**TASK TO CARRY OUT:** Reproduce the material that follows, please, but only from its first line to the line containing "the eraser's padded", inclusive.

+-------+

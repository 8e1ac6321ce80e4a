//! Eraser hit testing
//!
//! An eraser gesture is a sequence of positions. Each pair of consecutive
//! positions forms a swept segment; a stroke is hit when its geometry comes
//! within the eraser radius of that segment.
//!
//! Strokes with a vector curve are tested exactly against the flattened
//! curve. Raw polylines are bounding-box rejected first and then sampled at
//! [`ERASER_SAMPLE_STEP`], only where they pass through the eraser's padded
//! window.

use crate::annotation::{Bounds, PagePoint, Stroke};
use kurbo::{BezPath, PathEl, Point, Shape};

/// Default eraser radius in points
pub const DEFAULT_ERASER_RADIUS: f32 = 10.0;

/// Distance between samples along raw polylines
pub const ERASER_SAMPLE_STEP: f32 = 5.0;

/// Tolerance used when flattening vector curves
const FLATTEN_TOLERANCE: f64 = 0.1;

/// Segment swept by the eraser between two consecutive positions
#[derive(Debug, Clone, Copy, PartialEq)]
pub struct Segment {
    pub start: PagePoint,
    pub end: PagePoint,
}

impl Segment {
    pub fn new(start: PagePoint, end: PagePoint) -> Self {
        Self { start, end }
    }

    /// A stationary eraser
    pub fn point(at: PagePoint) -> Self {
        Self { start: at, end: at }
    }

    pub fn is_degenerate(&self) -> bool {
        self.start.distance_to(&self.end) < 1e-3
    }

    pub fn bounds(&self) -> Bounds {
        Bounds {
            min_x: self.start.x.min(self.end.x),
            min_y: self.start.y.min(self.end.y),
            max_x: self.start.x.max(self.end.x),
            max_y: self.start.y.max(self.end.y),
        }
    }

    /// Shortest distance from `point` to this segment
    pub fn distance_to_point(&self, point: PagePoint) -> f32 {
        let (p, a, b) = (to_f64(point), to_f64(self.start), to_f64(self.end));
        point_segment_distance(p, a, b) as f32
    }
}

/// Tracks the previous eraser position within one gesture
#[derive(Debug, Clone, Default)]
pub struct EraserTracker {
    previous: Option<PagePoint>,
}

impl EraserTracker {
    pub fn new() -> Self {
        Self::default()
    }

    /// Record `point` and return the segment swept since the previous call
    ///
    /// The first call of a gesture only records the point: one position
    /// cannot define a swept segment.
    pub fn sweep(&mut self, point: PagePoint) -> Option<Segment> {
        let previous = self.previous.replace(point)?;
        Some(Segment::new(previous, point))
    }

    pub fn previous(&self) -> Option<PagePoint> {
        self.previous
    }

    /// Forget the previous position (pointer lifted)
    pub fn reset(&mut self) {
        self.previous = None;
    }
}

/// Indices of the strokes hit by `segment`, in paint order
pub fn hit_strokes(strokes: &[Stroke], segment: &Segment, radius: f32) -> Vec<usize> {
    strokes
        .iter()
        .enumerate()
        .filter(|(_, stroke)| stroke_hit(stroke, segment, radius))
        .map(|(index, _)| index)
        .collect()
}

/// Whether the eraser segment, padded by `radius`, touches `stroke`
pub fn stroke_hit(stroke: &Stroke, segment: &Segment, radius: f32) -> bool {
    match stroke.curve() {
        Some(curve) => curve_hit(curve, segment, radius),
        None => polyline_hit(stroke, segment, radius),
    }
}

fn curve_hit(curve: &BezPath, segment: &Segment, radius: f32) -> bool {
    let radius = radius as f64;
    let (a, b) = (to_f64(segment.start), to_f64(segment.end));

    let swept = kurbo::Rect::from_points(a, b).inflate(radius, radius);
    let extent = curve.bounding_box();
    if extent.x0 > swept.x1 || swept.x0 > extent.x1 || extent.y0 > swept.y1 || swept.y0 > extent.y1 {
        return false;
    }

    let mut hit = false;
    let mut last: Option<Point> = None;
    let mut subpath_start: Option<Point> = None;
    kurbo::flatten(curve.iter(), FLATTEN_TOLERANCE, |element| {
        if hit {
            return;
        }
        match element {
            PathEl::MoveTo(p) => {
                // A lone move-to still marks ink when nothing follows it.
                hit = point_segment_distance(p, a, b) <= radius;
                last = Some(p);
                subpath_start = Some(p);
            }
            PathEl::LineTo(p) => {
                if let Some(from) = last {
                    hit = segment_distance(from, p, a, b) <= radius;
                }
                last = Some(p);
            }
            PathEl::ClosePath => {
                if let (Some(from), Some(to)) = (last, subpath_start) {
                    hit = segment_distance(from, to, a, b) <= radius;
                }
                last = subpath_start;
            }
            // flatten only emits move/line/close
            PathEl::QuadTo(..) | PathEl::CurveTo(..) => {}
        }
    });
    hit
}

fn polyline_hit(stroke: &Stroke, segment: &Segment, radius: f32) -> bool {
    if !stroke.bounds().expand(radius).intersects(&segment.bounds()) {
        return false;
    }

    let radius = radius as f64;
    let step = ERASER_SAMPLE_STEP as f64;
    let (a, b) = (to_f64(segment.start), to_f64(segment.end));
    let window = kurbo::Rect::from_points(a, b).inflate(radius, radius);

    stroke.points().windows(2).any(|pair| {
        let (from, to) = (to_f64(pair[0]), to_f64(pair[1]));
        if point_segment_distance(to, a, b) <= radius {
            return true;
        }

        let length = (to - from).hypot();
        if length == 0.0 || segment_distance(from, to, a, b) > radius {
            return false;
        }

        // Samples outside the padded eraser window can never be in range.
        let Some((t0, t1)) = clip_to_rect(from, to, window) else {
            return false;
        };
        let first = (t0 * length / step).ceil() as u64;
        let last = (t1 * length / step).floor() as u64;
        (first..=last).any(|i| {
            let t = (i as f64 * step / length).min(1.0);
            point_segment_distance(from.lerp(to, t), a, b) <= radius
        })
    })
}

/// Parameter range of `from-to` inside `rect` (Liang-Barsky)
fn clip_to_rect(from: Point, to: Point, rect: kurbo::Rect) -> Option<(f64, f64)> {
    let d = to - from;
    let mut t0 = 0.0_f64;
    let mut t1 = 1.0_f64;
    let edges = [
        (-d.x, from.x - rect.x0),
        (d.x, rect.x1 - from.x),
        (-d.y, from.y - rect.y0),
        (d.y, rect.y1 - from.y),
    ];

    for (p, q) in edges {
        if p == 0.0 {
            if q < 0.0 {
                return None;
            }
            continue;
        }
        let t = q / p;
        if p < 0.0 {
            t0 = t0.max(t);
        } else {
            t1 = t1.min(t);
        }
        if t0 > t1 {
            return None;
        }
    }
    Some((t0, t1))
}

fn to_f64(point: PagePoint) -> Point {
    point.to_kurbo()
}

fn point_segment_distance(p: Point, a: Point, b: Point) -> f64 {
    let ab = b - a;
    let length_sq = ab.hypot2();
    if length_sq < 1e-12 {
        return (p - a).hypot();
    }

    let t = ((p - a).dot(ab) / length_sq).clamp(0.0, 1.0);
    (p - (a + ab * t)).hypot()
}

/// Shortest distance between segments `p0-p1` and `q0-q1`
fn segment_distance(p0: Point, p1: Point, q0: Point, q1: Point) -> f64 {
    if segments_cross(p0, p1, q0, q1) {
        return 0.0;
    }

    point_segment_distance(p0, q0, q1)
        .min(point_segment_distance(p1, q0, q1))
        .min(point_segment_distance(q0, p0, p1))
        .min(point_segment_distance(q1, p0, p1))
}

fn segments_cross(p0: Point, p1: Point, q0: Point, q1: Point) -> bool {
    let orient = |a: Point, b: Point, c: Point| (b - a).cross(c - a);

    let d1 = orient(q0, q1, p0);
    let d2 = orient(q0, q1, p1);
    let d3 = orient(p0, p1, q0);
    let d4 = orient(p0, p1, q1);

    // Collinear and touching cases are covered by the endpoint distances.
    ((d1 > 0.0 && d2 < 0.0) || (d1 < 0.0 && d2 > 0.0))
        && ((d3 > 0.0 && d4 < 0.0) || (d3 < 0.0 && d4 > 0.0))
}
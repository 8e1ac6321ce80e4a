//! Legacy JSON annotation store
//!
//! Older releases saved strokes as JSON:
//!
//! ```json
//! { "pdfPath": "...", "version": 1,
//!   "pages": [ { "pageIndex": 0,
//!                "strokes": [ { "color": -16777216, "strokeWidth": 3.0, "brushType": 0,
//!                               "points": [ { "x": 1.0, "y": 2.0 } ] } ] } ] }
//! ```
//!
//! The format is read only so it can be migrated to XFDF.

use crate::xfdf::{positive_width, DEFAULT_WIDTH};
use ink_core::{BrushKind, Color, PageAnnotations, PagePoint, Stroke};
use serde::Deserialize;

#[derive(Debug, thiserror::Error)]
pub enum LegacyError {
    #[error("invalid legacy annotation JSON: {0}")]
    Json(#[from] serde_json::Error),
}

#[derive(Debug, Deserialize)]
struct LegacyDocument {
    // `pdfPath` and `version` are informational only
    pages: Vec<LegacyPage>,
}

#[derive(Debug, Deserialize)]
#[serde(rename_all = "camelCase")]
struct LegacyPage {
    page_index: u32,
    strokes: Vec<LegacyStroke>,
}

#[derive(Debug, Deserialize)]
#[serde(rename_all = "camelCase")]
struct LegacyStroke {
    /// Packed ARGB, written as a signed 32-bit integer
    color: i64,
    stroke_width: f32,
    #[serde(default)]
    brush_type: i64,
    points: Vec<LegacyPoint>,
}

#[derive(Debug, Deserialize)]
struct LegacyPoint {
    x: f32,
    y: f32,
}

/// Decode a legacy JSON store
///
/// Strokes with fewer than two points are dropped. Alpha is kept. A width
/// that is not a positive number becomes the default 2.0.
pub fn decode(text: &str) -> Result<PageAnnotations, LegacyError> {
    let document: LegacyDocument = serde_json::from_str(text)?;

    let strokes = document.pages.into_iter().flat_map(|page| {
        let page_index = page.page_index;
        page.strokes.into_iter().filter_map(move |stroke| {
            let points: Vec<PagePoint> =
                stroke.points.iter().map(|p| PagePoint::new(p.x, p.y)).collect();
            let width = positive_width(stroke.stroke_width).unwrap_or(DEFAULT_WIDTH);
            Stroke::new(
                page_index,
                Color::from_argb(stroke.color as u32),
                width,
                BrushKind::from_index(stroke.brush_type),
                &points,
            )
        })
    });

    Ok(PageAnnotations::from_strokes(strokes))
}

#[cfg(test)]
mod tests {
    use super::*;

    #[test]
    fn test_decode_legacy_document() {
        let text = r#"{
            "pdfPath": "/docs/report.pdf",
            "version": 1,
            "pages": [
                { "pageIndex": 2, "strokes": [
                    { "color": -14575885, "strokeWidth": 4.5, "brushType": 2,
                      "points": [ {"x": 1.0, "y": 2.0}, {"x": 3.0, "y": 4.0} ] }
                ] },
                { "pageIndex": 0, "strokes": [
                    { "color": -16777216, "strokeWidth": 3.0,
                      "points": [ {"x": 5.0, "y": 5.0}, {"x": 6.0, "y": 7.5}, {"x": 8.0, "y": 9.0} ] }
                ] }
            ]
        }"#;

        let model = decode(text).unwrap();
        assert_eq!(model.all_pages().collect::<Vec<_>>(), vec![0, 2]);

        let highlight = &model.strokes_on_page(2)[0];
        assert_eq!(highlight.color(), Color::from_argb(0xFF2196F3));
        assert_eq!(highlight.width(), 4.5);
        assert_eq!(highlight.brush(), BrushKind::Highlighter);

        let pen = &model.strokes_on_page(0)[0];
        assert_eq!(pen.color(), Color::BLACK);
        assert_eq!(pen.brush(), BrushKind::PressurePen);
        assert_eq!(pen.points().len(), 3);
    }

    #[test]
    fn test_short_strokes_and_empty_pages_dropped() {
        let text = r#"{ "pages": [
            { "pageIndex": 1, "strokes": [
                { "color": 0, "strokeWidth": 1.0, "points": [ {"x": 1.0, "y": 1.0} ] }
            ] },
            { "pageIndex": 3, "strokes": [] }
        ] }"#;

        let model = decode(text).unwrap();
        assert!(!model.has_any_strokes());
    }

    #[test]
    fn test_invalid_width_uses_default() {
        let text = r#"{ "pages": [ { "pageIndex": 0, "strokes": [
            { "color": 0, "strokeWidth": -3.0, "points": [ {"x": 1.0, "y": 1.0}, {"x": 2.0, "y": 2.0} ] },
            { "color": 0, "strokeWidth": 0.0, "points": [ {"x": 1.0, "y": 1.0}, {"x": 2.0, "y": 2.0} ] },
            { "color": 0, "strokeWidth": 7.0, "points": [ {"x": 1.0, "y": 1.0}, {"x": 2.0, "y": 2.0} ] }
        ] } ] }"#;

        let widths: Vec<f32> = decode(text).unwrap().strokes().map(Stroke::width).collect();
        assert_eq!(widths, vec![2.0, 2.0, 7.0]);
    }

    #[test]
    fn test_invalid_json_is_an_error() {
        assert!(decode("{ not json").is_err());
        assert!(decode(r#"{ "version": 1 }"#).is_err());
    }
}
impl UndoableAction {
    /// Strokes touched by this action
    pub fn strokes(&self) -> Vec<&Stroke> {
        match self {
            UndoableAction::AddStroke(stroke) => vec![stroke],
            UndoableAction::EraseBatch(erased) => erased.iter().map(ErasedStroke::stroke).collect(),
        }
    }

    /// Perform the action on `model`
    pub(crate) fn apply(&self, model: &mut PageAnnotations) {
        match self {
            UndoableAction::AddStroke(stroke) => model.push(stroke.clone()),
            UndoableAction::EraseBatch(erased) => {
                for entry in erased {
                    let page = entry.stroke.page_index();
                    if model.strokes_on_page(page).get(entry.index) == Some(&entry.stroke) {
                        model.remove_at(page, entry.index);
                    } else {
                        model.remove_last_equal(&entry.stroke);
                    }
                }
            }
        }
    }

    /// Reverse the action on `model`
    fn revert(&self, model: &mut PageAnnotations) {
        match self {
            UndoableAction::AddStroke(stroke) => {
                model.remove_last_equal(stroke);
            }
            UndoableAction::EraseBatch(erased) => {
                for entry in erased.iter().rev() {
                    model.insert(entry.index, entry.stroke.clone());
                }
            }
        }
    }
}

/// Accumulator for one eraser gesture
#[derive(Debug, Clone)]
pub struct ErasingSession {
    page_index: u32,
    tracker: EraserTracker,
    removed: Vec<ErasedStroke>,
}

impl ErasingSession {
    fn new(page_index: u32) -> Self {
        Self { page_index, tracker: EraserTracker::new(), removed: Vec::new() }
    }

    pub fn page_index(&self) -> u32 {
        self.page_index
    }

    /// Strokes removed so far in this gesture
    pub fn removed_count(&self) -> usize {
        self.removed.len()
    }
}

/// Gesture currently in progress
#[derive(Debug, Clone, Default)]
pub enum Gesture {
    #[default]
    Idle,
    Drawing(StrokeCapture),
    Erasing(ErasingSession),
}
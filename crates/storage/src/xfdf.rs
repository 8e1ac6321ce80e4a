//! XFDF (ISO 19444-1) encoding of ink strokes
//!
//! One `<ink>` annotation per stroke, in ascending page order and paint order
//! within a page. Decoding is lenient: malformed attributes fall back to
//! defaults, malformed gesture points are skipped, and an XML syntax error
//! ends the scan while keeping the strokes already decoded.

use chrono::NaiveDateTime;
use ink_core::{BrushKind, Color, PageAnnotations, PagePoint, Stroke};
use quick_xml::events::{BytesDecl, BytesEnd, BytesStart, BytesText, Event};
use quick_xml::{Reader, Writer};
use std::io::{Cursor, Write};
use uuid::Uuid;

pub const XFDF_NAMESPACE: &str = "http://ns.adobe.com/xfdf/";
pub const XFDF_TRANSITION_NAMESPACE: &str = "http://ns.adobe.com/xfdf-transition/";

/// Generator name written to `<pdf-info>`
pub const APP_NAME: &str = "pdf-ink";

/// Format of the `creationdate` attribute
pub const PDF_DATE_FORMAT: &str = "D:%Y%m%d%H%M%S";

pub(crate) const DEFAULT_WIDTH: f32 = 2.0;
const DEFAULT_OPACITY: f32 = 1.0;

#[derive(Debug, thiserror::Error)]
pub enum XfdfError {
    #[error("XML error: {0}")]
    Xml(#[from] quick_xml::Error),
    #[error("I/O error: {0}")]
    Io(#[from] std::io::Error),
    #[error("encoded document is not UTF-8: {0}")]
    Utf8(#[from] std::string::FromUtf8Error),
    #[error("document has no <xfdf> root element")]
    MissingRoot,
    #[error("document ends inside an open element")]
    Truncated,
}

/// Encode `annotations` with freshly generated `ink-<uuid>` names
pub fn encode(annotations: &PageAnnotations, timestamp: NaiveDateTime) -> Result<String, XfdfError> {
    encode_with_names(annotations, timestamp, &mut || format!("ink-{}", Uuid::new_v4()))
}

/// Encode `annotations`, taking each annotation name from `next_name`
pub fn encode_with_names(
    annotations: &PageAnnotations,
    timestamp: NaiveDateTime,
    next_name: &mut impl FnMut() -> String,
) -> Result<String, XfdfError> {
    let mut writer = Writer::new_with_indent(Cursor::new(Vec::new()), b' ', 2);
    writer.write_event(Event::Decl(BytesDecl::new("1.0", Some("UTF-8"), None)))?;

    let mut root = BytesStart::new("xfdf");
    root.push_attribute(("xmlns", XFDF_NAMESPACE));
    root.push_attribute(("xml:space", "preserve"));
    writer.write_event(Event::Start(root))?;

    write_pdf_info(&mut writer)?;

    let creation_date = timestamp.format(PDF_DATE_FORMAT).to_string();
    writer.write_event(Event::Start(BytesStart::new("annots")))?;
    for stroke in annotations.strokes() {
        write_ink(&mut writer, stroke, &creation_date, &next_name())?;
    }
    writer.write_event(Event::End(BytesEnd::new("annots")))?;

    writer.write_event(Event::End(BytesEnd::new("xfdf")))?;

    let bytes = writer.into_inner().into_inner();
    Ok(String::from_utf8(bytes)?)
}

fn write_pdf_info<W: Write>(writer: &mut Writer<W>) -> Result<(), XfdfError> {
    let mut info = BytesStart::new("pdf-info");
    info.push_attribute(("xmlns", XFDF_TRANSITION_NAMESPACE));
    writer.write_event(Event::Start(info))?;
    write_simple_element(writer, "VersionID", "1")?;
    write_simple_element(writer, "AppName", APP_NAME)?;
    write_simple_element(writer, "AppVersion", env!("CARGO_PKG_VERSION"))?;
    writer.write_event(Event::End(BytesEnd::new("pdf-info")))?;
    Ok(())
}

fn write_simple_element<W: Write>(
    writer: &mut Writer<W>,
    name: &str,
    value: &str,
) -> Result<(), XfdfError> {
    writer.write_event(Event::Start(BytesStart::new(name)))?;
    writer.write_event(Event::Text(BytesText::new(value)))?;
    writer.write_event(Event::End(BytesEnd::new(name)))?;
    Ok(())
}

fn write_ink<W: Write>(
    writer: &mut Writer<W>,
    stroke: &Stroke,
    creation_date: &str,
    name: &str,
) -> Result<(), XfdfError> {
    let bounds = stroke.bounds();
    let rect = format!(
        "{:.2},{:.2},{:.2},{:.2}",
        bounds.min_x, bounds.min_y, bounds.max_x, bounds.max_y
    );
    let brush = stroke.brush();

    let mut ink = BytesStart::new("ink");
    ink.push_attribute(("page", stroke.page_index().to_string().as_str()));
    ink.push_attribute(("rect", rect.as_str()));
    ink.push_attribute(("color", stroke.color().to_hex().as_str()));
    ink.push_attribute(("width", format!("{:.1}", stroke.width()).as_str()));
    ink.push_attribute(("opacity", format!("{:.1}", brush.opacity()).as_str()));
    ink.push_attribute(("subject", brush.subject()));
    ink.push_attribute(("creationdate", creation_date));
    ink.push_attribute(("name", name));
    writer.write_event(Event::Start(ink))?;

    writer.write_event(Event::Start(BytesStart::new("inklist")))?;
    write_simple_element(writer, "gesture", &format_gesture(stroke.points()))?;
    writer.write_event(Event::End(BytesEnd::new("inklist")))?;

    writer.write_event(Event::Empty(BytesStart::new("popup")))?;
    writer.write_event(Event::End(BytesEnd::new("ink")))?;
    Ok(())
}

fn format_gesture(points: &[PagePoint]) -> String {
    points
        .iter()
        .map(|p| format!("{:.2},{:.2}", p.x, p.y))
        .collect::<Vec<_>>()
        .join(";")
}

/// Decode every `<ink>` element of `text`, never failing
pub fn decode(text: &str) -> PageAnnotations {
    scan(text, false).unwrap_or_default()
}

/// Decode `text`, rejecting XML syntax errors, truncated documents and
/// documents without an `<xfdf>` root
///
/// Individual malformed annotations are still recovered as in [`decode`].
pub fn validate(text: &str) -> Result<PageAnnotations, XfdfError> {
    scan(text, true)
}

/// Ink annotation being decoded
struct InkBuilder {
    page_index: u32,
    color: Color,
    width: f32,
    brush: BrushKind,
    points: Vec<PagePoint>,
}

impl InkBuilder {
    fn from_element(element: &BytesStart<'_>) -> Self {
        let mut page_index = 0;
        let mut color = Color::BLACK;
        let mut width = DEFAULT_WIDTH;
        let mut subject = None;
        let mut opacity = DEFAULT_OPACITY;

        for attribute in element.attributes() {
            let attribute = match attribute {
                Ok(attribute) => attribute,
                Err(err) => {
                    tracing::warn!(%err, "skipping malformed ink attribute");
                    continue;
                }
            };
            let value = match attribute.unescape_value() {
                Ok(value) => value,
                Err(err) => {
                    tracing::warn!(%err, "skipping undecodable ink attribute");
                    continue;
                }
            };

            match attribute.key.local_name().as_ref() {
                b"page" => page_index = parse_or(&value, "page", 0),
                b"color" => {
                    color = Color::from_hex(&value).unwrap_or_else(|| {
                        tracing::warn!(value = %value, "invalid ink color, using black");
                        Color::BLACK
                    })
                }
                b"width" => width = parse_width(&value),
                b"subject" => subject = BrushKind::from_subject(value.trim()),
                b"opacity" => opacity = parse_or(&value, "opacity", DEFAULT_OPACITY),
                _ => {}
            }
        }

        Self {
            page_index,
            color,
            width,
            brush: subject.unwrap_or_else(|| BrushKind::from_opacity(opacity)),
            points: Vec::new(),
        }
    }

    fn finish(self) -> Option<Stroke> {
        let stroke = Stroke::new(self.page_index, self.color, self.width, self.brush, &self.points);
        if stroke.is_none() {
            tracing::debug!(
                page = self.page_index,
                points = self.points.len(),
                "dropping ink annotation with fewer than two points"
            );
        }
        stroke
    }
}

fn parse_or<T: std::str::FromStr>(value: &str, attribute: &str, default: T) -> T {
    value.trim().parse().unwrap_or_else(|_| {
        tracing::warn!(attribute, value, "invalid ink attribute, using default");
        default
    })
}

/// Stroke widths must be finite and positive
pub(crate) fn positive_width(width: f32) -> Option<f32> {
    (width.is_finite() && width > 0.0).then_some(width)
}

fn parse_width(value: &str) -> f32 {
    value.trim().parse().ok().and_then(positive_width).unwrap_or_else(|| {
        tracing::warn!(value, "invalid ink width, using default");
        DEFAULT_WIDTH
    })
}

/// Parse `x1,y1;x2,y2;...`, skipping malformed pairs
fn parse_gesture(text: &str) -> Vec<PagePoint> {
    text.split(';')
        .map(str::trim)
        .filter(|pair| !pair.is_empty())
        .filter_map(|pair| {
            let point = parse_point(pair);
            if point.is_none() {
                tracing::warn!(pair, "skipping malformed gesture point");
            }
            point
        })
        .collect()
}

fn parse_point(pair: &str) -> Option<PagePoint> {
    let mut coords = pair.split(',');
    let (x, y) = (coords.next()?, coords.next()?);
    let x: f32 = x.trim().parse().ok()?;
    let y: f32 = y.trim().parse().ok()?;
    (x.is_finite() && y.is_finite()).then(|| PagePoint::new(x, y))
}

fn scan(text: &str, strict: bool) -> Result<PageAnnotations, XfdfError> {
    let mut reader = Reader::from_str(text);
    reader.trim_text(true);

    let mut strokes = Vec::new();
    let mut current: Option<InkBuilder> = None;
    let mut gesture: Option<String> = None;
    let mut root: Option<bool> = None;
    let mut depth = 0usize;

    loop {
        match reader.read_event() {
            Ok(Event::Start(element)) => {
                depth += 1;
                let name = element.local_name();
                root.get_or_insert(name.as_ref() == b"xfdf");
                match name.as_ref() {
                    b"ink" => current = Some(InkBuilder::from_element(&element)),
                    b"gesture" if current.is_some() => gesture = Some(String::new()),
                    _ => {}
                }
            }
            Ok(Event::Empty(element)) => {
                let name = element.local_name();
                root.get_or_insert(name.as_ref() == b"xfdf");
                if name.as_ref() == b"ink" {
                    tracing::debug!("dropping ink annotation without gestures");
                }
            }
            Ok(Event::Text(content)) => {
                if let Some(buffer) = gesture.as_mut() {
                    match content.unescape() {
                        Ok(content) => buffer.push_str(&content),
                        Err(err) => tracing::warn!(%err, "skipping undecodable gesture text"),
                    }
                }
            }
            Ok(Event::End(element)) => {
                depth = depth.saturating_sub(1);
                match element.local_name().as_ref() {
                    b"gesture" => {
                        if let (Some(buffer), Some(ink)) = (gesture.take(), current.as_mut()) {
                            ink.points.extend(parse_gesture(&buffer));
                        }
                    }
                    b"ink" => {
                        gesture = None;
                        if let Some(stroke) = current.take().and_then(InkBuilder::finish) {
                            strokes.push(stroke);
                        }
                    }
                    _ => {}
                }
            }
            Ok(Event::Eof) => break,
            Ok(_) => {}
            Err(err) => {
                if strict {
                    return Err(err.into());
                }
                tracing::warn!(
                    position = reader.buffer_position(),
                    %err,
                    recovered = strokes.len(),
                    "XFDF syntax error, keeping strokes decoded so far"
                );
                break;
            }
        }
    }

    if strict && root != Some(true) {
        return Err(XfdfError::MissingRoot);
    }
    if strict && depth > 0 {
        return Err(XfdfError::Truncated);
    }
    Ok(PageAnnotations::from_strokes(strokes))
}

+-------+

**SOLUTION:**
repository 8e1ac6321ce80e4a
//! Eraser hit testing
//!
//! An eraser gesture is a sequence of positions. Each pair of consecutive
//! positions forms a swept segment; a stroke is hit when its geometry comes
//! within the eraser radius of that segment.
//!
//! Strokes with a vector curve are tested exactly against the flattened
//! curve. Raw polylines are bounding-box rejected first and then sampled at
//! [`ERASER_SAMPLE_STEP`], only where they pass through the eraser's padded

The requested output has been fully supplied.